Но нет, Сергей не пойдет на них войной. Не сегодня, не сейчас. Надо еще урожай собрать… Но он будет готов, с этого мгновения — всегда готов встретить их с оружием в руках. Только так можно разговаривать с машиной. Железным инструментом, огнем и умением — потому что это все-таки машина. Все эти люди — просто части машины, болтики и винтики, и всегда можно отвинтить, закрутить, сломать, наконец. Они должны были понимать — на что идут. Если ты надел форму — будь готов к тому, что ты стал потенциальной жертвой, и абсолютно каждый имеет право напасть на тебя.

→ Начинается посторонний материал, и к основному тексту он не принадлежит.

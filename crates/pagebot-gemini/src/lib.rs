// SPDX-FileCopyrightText: 2026 Pagebot Contributors
// SPDX-License-Identifier: MIT OR Apache-2.0

//! Google Gemini provider adapter for Pagebot.
//!
//! Gemini serves every model name that does not belong to another family,
//! including the configured default model.

pub mod client;
pub mod types;

use async_trait::async_trait;
use pagebot_config::model::GeminiConfig;
use pagebot_core::error::PagebotError;
use pagebot_core::traits::{PluginAdapter, ProviderAdapter};
use pagebot_core::types::{AdapterType, HealthStatus, ProviderRequest, ProviderResponse, Role};
use secrecy::ExposeSecret;
use tracing::{debug, info};

use crate::client::GeminiClient;
use crate::types::{Content, GenerateRequest, GenerationConfig};

pub struct GeminiProvider {
    client: GeminiClient,
}

impl GeminiProvider {
    pub fn new(config: &GeminiConfig) -> Result<Self, PagebotError> {
        let client = GeminiClient::new(&config.base_url)?;
        info!(base_url = config.base_url.as_str(), "Gemini provider initialized");
        Ok(Self { client })
    }

    fn to_generate_request(request: &ProviderRequest) -> GenerateRequest {
        let contents = request
            .messages
            .iter()
            .map(|turn| {
                let role = match turn.role {
                    Role::User => "user",
                    Role::Assistant => "model",
                };
                Content::text(Some(role), &turn.content)
            })
            .collect();

        GenerateRequest {
            system_instruction: (!request.system.is_empty())
                .then(|| Content::text(None, &request.system)),
            contents,
            generation_config: GenerationConfig {
                max_output_tokens: request.max_tokens,
            },
        }
    }
}

#[async_trait]
impl PluginAdapter for GeminiProvider {
    fn name(&self) -> &str {
        "gemini"
    }

    fn version(&self) -> semver::Version {
        semver::Version::new(0, 1, 0)
    }

    fn adapter_type(&self) -> AdapterType {
        AdapterType::Provider
    }

    async fn health_check(&self) -> Result<HealthStatus, PagebotError> {
        Ok(HealthStatus::Healthy)
    }

    async fn shutdown(&self) -> Result<(), PagebotError> {
        debug!("Gemini provider shutting down");
        Ok(())
    }
}

#[async_trait]
impl ProviderAdapter for GeminiProvider {
    async fn complete(&self, request: ProviderRequest) -> Result<ProviderResponse, PagebotError> {
        let body = Self::to_generate_request(&request);
        let response = self
            .client
            .generate(&request.model, request.api_key.expose_secret(), &body)
            .await?;
        let text = response
            .text()
            .ok_or_else(|| PagebotError::provider("Gemini returned no candidate text"))?;
        Ok(ProviderResponse {
            text,
            model: response.model_version.unwrap_or(request.model),
        })
    }
}

#[cfg(test)]
mod tests {
    use super::*;
    use pagebot_core::types::ChatTurn;
    use secrecy::SecretString;
    use wiremock::matchers::{body_partial_json, method, path};
    use wiremock::{Mock, MockServer, ResponseTemplate};

    fn request() -> ProviderRequest {
        ProviderRequest {
            model: "gemini-3-flash-preview".into(),
            system: "You are a helpful assistant.\n\nUser Tags: vip".into(),
            messages: vec![
                ChatTurn {
                    role: Role::User,
                    content: "Hi".into(),
                },
                ChatTurn {
                    role: Role::Assistant,
                    content: "Hello".into(),
                },
                ChatTurn {
                    role: Role::User,
                    content: "Hours?".into(),
                },
            ],
            max_tokens: 1000,
            api_key: SecretString::from("g1"),
        }
    }

    #[test]
    fn assistant_turns_use_model_role() {
        let req = GeminiProvider::to_generate_request(&request());
        let roles: Vec<_> = req.contents.iter().map(|c| c.role.as_deref()).collect();
        assert_eq!(roles, [Some("user"), Some("model"), Some("user")]);
        assert!(req.system_instruction.is_some());
    }

    #[tokio::test]
    async fn complete_sends_system_instruction() {
        let server = MockServer::start().await;
        Mock::given(method("POST"))
            .and(path("/v1beta/models/gemini-3-flash-preview:generateContent"))
            .and(body_partial_json(serde_json::json!({
                "systemInstruction": {"parts": [{"text": "You are a helpful assistant.\n\nUser Tags: vip"}]},
                "generationConfig": {"maxOutputTokens": 1000}
            })))
            .respond_with(ResponseTemplate::new(200).set_body_json(serde_json::json!({
                "candidates": [{"content": {"role": "model", "parts": [{"text": "9 to 5."}]}}],
                "modelVersion": "gemini-3-flash-preview-001"
            })))
            .mount(&server)
            .await;

        let provider = GeminiProvider::new(&GeminiConfig {
            api_key: None,
            base_url: server.uri(),
        })
        .unwrap();
        let resp = provider.complete(request()).await.unwrap();
        assert_eq!(resp.text, "9 to 5.");
        assert_eq!(resp.model, "gemini-3-flash-preview-001");
    }
}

Если не понимаешь этого — значит не было мозгов и не будет… Пусть попробует хоть кто-то прийти — и Сергей устроит им капитальный ремонт, кровавую баню, все умоются.
— Я сегодня на поле пойду, — сказал Шпак глухо. — Кто-то ведь должен вас кормить…
Александр скривился, Наиль с досадой отвернулся, а Сергей подтянул автомат к груди.
— А как же мы… без тебя? — спросил Павин.
— А вы, — отозвался Шпак. — Вы меня прикроете. Пока воевать будете, я что-нибудь придумаю. А уж как придумаю…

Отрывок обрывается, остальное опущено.